Former General Motors Chairman and CEO Dan Akerson now knows what he didn’t know then: the automaker’s cultural problems ran deeper than he realized when signed on in 2009.

Appointed by the Obama Administration to the automaker’s board and later taking over as CEO in 2010, Akerson told the Detroit News that recent recall crisis shows him that the problems with the company’s culture were worse than he imagined.

“I think we all — including the new and the old part of the management team — didn’t fully realize how deep some of the problems ran,” said Akerson. “I think we built a good foundation. I think the company needed a lot of change, and I said a lot of that culture wasn’t where we wanted it to be.”

Akerson left the company in January, earlier than expected, to take care of his wife, Karin, who is battling cancer. His early departure led to speculation that Akerson and other senior executives knew about problems with the ignition switches for earlier than they claim and appointed Mary Barra as his replacement because she would be a more sympathetic figure.

He dismissed those thoughts as ridiculous, adding, “fools can say anything.”

“We have four women on the board,” he told the News. “You’d have to be so cynical. You’d have to be a terrible person to even (think it).”

Reiterating his earlier claims that he doesn’t think that Barra knew anything about the problems with the vehicles either, he praised Barra’s handling of the events to-date adding that he speaks with her regularly. In fact, until recently, he was still on the company’s payroll as a consultant.

Akerson believes he if he had remained CEO and been called to testify, he may have had an easier time of it before the committees due to his lack of time with the automaker.

(Akerson claims Barra didn’t know about the problem. For more, Click Here.)

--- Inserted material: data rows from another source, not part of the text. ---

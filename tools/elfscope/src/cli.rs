//! Command-line interface definitions for elfscope.

use std::path::PathBuf;

use clap::Parser;

/// Inspect the headers, sections, and symbols of an ELF64 file.
#[expect(
    clippy::struct_excessive_bools,
    reason = "clap flags map one-to-one onto fields"
)]
#[derive(Parser)]
#[command(name = "elfscope", version, about)]
pub struct Cli {
    /// ELF64 file to inspect.
    pub file: Option<PathBuf>,

    /// TOML config file (defaults to ./elfscope.toml when present).
    #[arg(long, short = 'c')]
    pub config: Option<PathBuf>,

    /// Emit a single JSON document instead of text.
    #[arg(long)]
    pub json: bool,

    /// Demangle Rust symbol names.
    #[arg(long)]
    pub demangle: bool,

    /// Leave the file header out of the report.
    #[arg(long)]
    pub no_header: bool,

    /// Leave program headers out of the report.
    #[arg(long)]
    pub no_segments: bool,

    /// Leave section headers out of the report.
    #[arg(long)]
    pub no_sections: bool,

    /// Leave the symbol table out of the report.
    #[arg(long)]
    pub no_symbols: bool,

    /// Suppress warnings; print only the report and errors.
    #[arg(long, short = 'q', conflicts_with = "verbose")]
    pub quiet: bool,

    /// Print stage timings and diagnostics.
    #[arg(long, short = 'v')]
    pub verbose: bool,
}
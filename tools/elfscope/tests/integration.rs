//! Integration tests for the elfscope binary.
//!
//! Each test writes a small synthetic ELF64 file into a scratch directory
//! and runs the compiled binary against it.

use std::path::{Path, PathBuf};
use std::process::{Command, Output};

/// A scratch directory removed on drop.
struct Scratch(PathBuf);

impl Scratch {
    fn new(name: &str) -> Self {
        let dir = std::env::temp_dir().join(format!("elfscope-{name}-{}", std::process::id()));
        std::fs::create_dir_all(&dir).expect("create scratch dir");
        Self(dir)
    }

    fn write(&self, file: &str, contents: &[u8]) -> PathBuf {
        let path = self.0.join(file);
        std::fs::write(&path, contents).expect("write scratch file");
        path
    }
}

impl Drop for Scratch {
    fn drop(&mut self) {
        let _ = std::fs::remove_dir_all(&self.0);
    }
}

fn elfscope(dir: &Path, args: &[&str]) -> Output {
    Command::new(env!("CARGO_BIN_EXE_elfscope"))
        .args(args)
        .current_dir(dir)
        .output()
        .expect("failed to execute elfscope")
}

fn stdout(output: &Output) -> String {
    String::from_utf8_lossy(&output.stdout).into_owned()
}

fn stderr(output: &Output) -> String {
    String::from_utf8_lossy(&output.stderr).into_owned()
}

/// One 56-byte program header, little-endian.
fn phdr(p_type: u32, p_flags: u32, offset: u64, vaddr: u64, filesz: u64) -> Vec<u8> {
    let mut b = Vec::with_capacity(56);
    b.extend_from_slice(&p_type.to_le_bytes());
    b.extend_from_slice(&p_flags.to_le_bytes());
    for field in [offset, vaddr, vaddr, filesz, filesz, 0x1000] {
        b.extend_from_slice(&field.to_le_bytes());
    }
    b
}

/// One 64-byte section header, little-endian.
fn shdr(name: u32, sh_type: u32, offset: u64, size: u64, link: u32, entsize: u64) -> Vec<u8> {
    let mut b = Vec::with_capacity(64);
    b.extend_from_slice(&name.to_le_bytes());
    b.extend_from_slice(&sh_type.to_le_bytes());
    for field in [0, 0, offset, size] {
        b.extend_from_slice(&field.to_le_bytes());
    }
    b.extend_from_slice(&link.to_le_bytes());
    b.extend_from_slice(&0u32.to_le_bytes());
    b.extend_from_slice(&1u64.to_le_bytes());
    b.extend_from_slice(&entsize.to_le_bytes());
    b
}

/// One 24-byte symbol, little-endian.
fn sym(name: u32, info: u8, shndx: u16, value: u64, size: u64) -> Vec<u8> {
    let mut b = Vec::with_capacity(24);
    b.extend_from_slice(&name.to_le_bytes());
    b.push(info);
    b.push(0);
    b.extend_from_slice(&shndx.to_le_bytes());
    b.extend_from_slice(&value.to_le_bytes());
    b.extend_from_slice(&size.to_le_bytes());
    b
}

/// Assemble an executable with one `PT_LOAD` and sections
/// NULL, `.text`, `.shstrtab`, and (optionally) `.strtab` + `.symtab`.
fn build_elf(symbol_names: &[&str]) -> Vec<u8> {
    let with_symbols = !symbol_names.is_empty();
    let mut body = Vec::new();
    let base = 64 + 56;

    let text_off = base;
    body.extend_from_slice(&[0xc3; 16]);

    let shstrtab_data: &[u8] = b"\0.text\0.shstrtab\0.strtab\0.symtab\0";
    let shstrtab_off = base + body.len() as u64;
    body.extend_from_slice(shstrtab_data);

    let mut strtab = vec![0u8];
    let mut symtab = sym(0, 0, 0, 0, 0);
    for (i, name) in symbol_names.iter().enumerate() {
        let name_off = strtab.len() as u32;
        strtab.extend_from_slice(name.as_bytes());
        strtab.push(0);
        symtab.extend(sym(name_off, 0x12, 1, 0x1000 + 0x10 * i as u64, 0x10));
    }
    let strtab_off = base + body.len() as u64;
    body.extend_from_slice(&strtab);
    let symtab_off = base + body.len() as u64;
    body.extend_from_slice(&symtab);

    let shoff = base + body.len() as u64;
    let mut sections = Vec::new();
    sections.extend(shdr(0, 0, 0, 0, 0, 0));
    sections.extend(shdr(1, 1, text_off, 16, 0, 0));
    sections.extend(shdr(7, 3, shstrtab_off, shstrtab_data.len() as u64, 0, 0));
    if with_symbols {
        sections.extend(shdr(17, 3, strtab_off, strtab.len() as u64, 0, 0));
        sections.extend(shdr(25, 2, symtab_off, symtab.len() as u64, 3, 24));
    }
    let shnum: u16 = if with_symbols { 5 } else { 3 };

    let mut elf = vec![0u8; 64];
    elf[0..4].copy_from_slice(b"\x7fELF");
    elf[4] = 2;
    elf[5] = 1;
    elf[6] = 1;
    elf[16..18].copy_from_slice(&2u16.to_le_bytes());
    elf[18..20].copy_from_slice(&62u16.to_le_bytes());
    elf[20..24].copy_from_slice(&1u32.to_le_bytes());
    elf[24..32].copy_from_slice(&0x1000u64.to_le_bytes());
    elf[32..40].copy_from_slice(&64u64.to_le_bytes());
    elf[40..48].copy_from_slice(&shoff.to_le_bytes());
    elf[52..54].copy_from_slice(&64u16.to_le_bytes());
    elf[54..56].copy_from_slice(&56u16.to_le_bytes());
    elf[56..58].copy_from_slice(&1u16.to_le_bytes());
    elf[58..60].copy_from_slice(&64u16.to_le_bytes());
    elf[60..62].copy_from_slice(&shnum.to_le_bytes());
    elf[62..64].copy_from_slice(&2u16.to_le_bytes());

    elf.extend(phdr(1, 5, text_off, 0x1000, 16));
    elf.extend(body);
    elf.extend(sections);
    elf
}

// ---------------------------------------------------------------------------
// Tests
// ---------------------------------------------------------------------------

#[test]
fn missing_argument_prints_usage() {
    let scratch = Scratch::new("usage");
    let output = elfscope(&scratch.0, &[]);
    assert_eq!(output.status.code(), Some(1));
    assert!(stderr(&output).contains("Usage"), "stderr: {}", stderr(&output));
}

#[test]
fn unreadable_file_fails() {
    let scratch = Scratch::new("missing");
    let output = elfscope(&scratch.0, &["does-not-exist.elf"]);
    assert_eq!(output.status.code(), Some(1));
    assert!(stderr(&output).contains("does-not-exist.elf"));
}

#[test]
fn truncated_file_fails() {
    let scratch = Scratch::new("truncated");
    let path = scratch.write("short.elf", b"\x7fELF\x02\x01");
    let output = elfscope(&scratch.0, &[path.to_str().expect("utf-8 path")]);
    assert!(!output.status.success());
    assert!(stderr(&output).contains("failed to read ELF header"));
}

#[test]
fn text_report_lists_every_region() {
    let scratch = Scratch::new("text");
    let path = scratch.write("a.elf", &build_elf(&["main", "helper"]));
    let output = elfscope(&scratch.0, &[path.to_str().expect("utf-8 path")]);
    let out = stdout(&output);
    assert!(output.status.success(), "stderr: {}", stderr(&output));

    assert!(out.contains("Elf header:"));
    assert!(out.contains("Data: 0x1 (LSB)"));
    assert!(out.contains("Segment # 1"));
    assert!(out.contains("Name: .text"));
    assert!(out.contains("Name: .symtab"));
    assert!(out.contains("Section # 5"));
    assert!(out.contains("main"));
    assert!(out.contains("helper"));
}

#[test]
fn json_report_parses() {
    let scratch = Scratch::new("json");
    let path = scratch.write("a.elf", &build_elf(&["main"]));
    let output = elfscope(&scratch.0, &["--json", path.to_str().expect("utf-8 path")]);
    assert!(output.status.success(), "stderr: {}", stderr(&output));

    let report: serde_json::Value = serde_json::from_slice(&output.stdout).expect("valid JSON");
    assert_eq!(report["header"]["entry"], 0x1000);
    assert_eq!(report["segments"].as_array().map(Vec::len), Some(1));
    assert_eq!(report["sections"].as_array().map(Vec::len), Some(5));
    let symbols = report["symbols"].as_array().expect("symbols array");
    let main = symbols
        .iter()
        .find(|s| s["name"] == "main")
        .expect("main symbol");
    assert_eq!(main["value"], 0x1000);
    assert_eq!(main["kind"], "FUNC");
}

#[test]
fn stripped_file_warns_but_succeeds() {
    let scratch = Scratch::new("stripped");
    let path = scratch.write("stripped.elf", &build_elf(&[]));
    let output = elfscope(&scratch.0, &[path.to_str().expect("utf-8 path")]);
    assert!(output.status.success(), "stderr: {}", stderr(&output));
    assert!(stderr(&output).contains("no symbol table"));
    assert!(stdout(&output).contains("Name: .shstrtab"));

    let quiet = elfscope(&scratch.0, &["-q", path.to_str().expect("utf-8 path")]);
    assert!(quiet.status.success());
    assert!(stderr(&quiet).is_empty());
}

#[test]
fn config_file_selects_regions() {
    let scratch = Scratch::new("config");
    scratch.write("elfscope.toml", b"[report]\nsections = false\nsegments = false\n");
    let path = scratch.write("a.elf", &build_elf(&["main"]));
    let output = elfscope(&scratch.0, &[path.to_str().expect("utf-8 path")]);
    let out = stdout(&output);
    assert!(output.status.success(), "stderr: {}", stderr(&output));
    assert!(out.contains("Elf header:"));
    assert!(!out.contains("Section #"));
    assert!(!out.contains("Segment #"));
    assert!(out.contains("main"));
}

#[test]
fn flags_override_config_file() {
    let scratch = Scratch::new("override");
    let config = scratch.write("custom.toml", b"format = \"json\"\n");
    let path = scratch.write("a.elf", &build_elf(&["main"]));
    let output = elfscope(
        &scratch.0,
        &[
            "--config",
            config.to_str().expect("utf-8 path"),
            "--no-symbols",
            path.to_str().expect("utf-8 path"),
        ],
    );
    assert!(output.status.success(), "stderr: {}", stderr(&output));
    let report: serde_json::Value = serde_json::from_slice(&output.stdout).expect("valid JSON");
    assert_eq!(report["symbols"].as_array().map(Vec::len), Some(0));
}

#[test]
fn demangle_flag() {
    let scratch = Scratch::new("demangle");
    let mangled = "_ZN4core3fmt5write17h0123456789abcdefE";
    let path = scratch.write("rust.elf", &build_elf(&[mangled]));

    let plain = elfscope(&scratch.0, &[path.to_str().expect("utf-8 path")]);
    assert!(stdout(&plain).contains(mangled));

    let demangled = elfscope(&scratch.0, &["--demangle", path.to_str().expect("utf-8 path")]);
    assert!(demangled.status.success());
    assert!(stdout(&demangled).contains("core::fmt::write"));
    assert!(!stdout(&demangled).contains(mangled));
}

#[test]
fn verbose_traces_each_stage() {
    let scratch = Scratch::new("verbose");
    let image = build_elf(&["main"]);
    let path = scratch.write("a.elf", &image);
    let output = elfscope(&scratch.0, &["-v", "--json", path.to_str().expect("utf-8 path")]);
    assert!(output.status.success(), "stderr: {}", stderr(&output));

    let err = stderr(&output);
    assert!(err.contains(&format!("load: {} bytes in", image.len())), "stderr: {err}");
    assert!(err.contains("program headers: 1 entries in"), "stderr: {err}");
    assert!(err.contains("section table: 5 sections in"), "stderr: {err}");
    assert!(err.contains("symbol table: 2 symbols in"), "stderr: {err}");
    serde_json::from_slice::<serde_json::Value>(&output.stdout).expect("stdout stays JSON");
}
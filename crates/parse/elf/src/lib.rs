//! Staged ELF64 decoder for `elfscope`.
//!
//! Turns an in-memory ELF64 image into typed, named views of its file
//! header, program headers, section headers, and symbol table. Field
//! extraction goes through a bounds-checked record decoder; no unsafe code,
//! and nothing decoded borrows the input.
//!
//! Decoding happens in stages, each gated on the ones before it:
//!
//! 1. header (offset 0)
//! 2. program headers (`e_phnum` entries at `e_phoff`)
//! 3. section headers (`e_shnum` entries at `e_shoff`, named via `e_shstrndx`)
//! 4. symbols (`.symtab`, named via `.strtab`)
//!
//! # Usage
//!
//! ```no_run
//! use elfscope_elf::ElfParser;
//!
//! let mut parser = ElfParser::open("a.out");
//! parser.set_section_handler(|shdr, name| println!("{name}: {:#x}", shdr.sh_offset));
//! parser.parse().expect("valid ELF64");
//! if let Some(main) = parser.symbol("main") {
//!     println!("main at {:#x}", main.st_value);
//! }
//! ```

#![cfg_attr(not(any(test, feature = "std")), no_std)]
#![forbid(unsafe_code)]

extern crate alloc;

pub mod handlers;
pub mod header;
pub mod parser;
pub mod record;
pub mod section;
pub mod segment;
pub mod status;
pub mod symbol;
pub mod table;

pub use handlers::{HeaderHandler, ProgramHeaderHandler, SectionHandler, SymbolHandler};
pub use header::{ElfError, ElfType, FileHeader, Ident};
pub use parser::ElfParser;
pub use record::{Endian, FieldReader, Record, RecordIter, decode_records};
pub use section::{
    SHN_ABS, SHN_UNDEF, SHT_NOBITS, SHT_PROGBITS, SHT_STRTAB, SHT_SYMTAB,
    SectionFlags, SectionHeader, StringTable,
};
pub use segment::{LoadSegment, PT_LOAD, ProgramHeader, SegmentFlags};
pub use status::ParseStatus;
pub use symbol::{STB_GLOBAL, STB_LOCAL, STB_WEAK, STT_FUNC, STT_OBJECT, Symbol};
pub use table::NamedTable;
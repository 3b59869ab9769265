//! Name-keyed tables of decoded entries.
//!
//! ELF does not require section or symbol names to be unique. A
//! [`NamedTable`] keeps every decoded entry in file order and indexes each
//! name by its last occurrence, so a lookup by name behaves like an
//! overwrite-on-insert map while nothing decoded is thrown away.

use alloc::collections::BTreeMap;
use alloc::string::String;
use alloc::vec::Vec;

/// File-ordered `(name, entry)` pairs with a last-occurrence name index.
#[derive(Debug, Clone)]
pub struct NamedTable<T> {
    entries: Vec<(String, T)>,
    index: BTreeMap<String, usize>,
}

impl<T> Default for NamedTable<T> {
    fn default() -> Self {
        Self {
            entries: Vec::new(),
            index: BTreeMap::new(),
        }
    }
}

impl<T> NamedTable<T> {
    /// Creates an empty table.
    #[must_use]
    pub fn new() -> Self {
        Self::default()
    }

    /// Appends an entry. A later entry with the same name shadows earlier ones.
    pub fn insert(&mut self, name: String, entry: T) {
        self.index.insert(name.clone(), self.entries.len());
        self.entries.push((name, entry));
    }

    /// Looks up the last entry with the given name.
    #[must_use]
    pub fn get(&self, name: &str) -> Option<&T> {
        self.index.get(name).map(|&i| &self.entries[i].1)
    }

    /// Returns `true` if some entry has this name.
    #[must_use]
    pub fn contains(&self, name: &str) -> bool {
        self.index.contains_key(name)
    }

    /// Number of distinct names.
    #[must_use]
    pub fn len(&self) -> usize {
        self.index.len()
    }

    /// Returns `true` if nothing has been inserted.
    #[must_use]
    pub fn is_empty(&self) -> bool {
        self.entries.is_empty()
    }

    /// Iterates the entry each name resolves to, in file order.
    pub fn iter(&self) -> impl Iterator<Item = (&str, &T)> {
        self.entries
            .iter()
            .enumerate()
            .filter(|(i, (name, _))| self.index.get(name) == Some(i))
            .map(|(_, (name, entry))| (name.as_str(), entry))
    }

    /// Iterates every inserted entry in file order, shadowed ones included.
    pub fn all(&self) -> impl Iterator<Item = (&str, &T)> {
        self.entries.iter().map(|(name, entry)| (name.as_str(), entry))
    }

    /// Returns the entry at a file-order position.
    #[must_use]
    pub fn by_position(&self, position: usize) -> Option<(&str, &T)> {
        self.entries
            .get(position)
            .map(|(name, entry)| (name.as_str(), entry))
    }

    /// Distinct names in sorted order.
    pub fn names(&self) -> impl Iterator<Item = &str> {
        self.index.keys().map(String::as_str)
    }
}

impl<T> FromIterator<(String, T)> for NamedTable<T> {
    fn from_iter<I: IntoIterator<Item = (String, T)>>(iter: I) -> Self {
        let mut table = Self::new();
        for (name, entry) in iter {
            table.insert(name, entry);
        }
        table
    }
}

#[cfg(test)]
mod tests {
    use super::*;

    fn table(pairs: &[(&str, u32)]) -> NamedTable<u32> {
        pairs.iter().map(|&(n, v)| (n.to_string(), v)).collect()
    }

    #[test]
    fn lookup_by_name() {
        let t = table(&[(".text", 1), (".data", 2)]);
        assert_eq!(t.get(".text"), Some(&1));
        assert_eq!(t.get(".data"), Some(&2));
        assert_eq!(t.get(".bss"), None);
        assert!(t.contains(".data"));
        assert_eq!(t.len(), 2);
    }

    #[test]
    fn last_occurrence_wins() {
        let t = table(&[("dup", 1), ("other", 2), ("dup", 3)]);
        assert_eq!(t.get("dup"), Some(&3));
        assert_eq!(t.len(), 2);
        assert_eq!(t.all().count(), 3);
    }

    #[test]
    fn iter_is_file_order_without_shadowed() {
        let t = table(&[("b", 1), ("a", 2), ("b", 3), ("c", 4)]);
        let seen: Vec<_> = t.iter().map(|(n, &v)| (n, v)).collect();
        assert_eq!(seen, [("a", 2), ("b", 3), ("c", 4)]);
    }

    #[test]
    fn all_keeps_every_entry() {
        let t = table(&[("b", 1), ("b", 2)]);
        let seen: Vec<_> = t.all().map(|(_, &v)| v).collect();
        assert_eq!(seen, [1, 2]);
        assert_eq!(t.by_position(0), Some(("b", &1)));
        assert_eq!(t.by_position(2), None);
    }

    #[test]
    fn names_are_sorted_and_distinct() {
        let t = table(&[("z", 1), ("a", 2), ("z", 3)]);
        let names: Vec<_> = t.names().collect();
        assert_eq!(names, ["a", "z"]);
    }

    #[test]
    fn empty_table() {
        let t: NamedTable<u8> = NamedTable::new();
        assert!(t.is_empty());
        assert_eq!(t.len(), 0);
        assert_eq!(t.iter().count(), 0);
    }
}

“I think it would have been easier for me to defend the company, because quite frankly I thought Mary got treated a bit unfairly by virtue of, ‘You’ve been with the company 30 years. Why didn’t you change things?’” Akerson said during the interview.

(Click Here for details about the investigation of GM by 45 attorneys general.)

“I could have said, ‘Hey, look, we had to change 30 things. This one dates back to eight, 10 years ago.’ It’s a little unfair, but life isn’t fair, and you own the problem.”

(To see more about the strong car sales in the U.S., Click Here.)

Known for being direct and no-nonsense, he said he actually told the News what he would have said to the committees, if he had been in front of them: “I’ve been here 3½ years. I’ve had a raft of problems every year, and we addressed them straight up and don’t blink and we try to solve them.”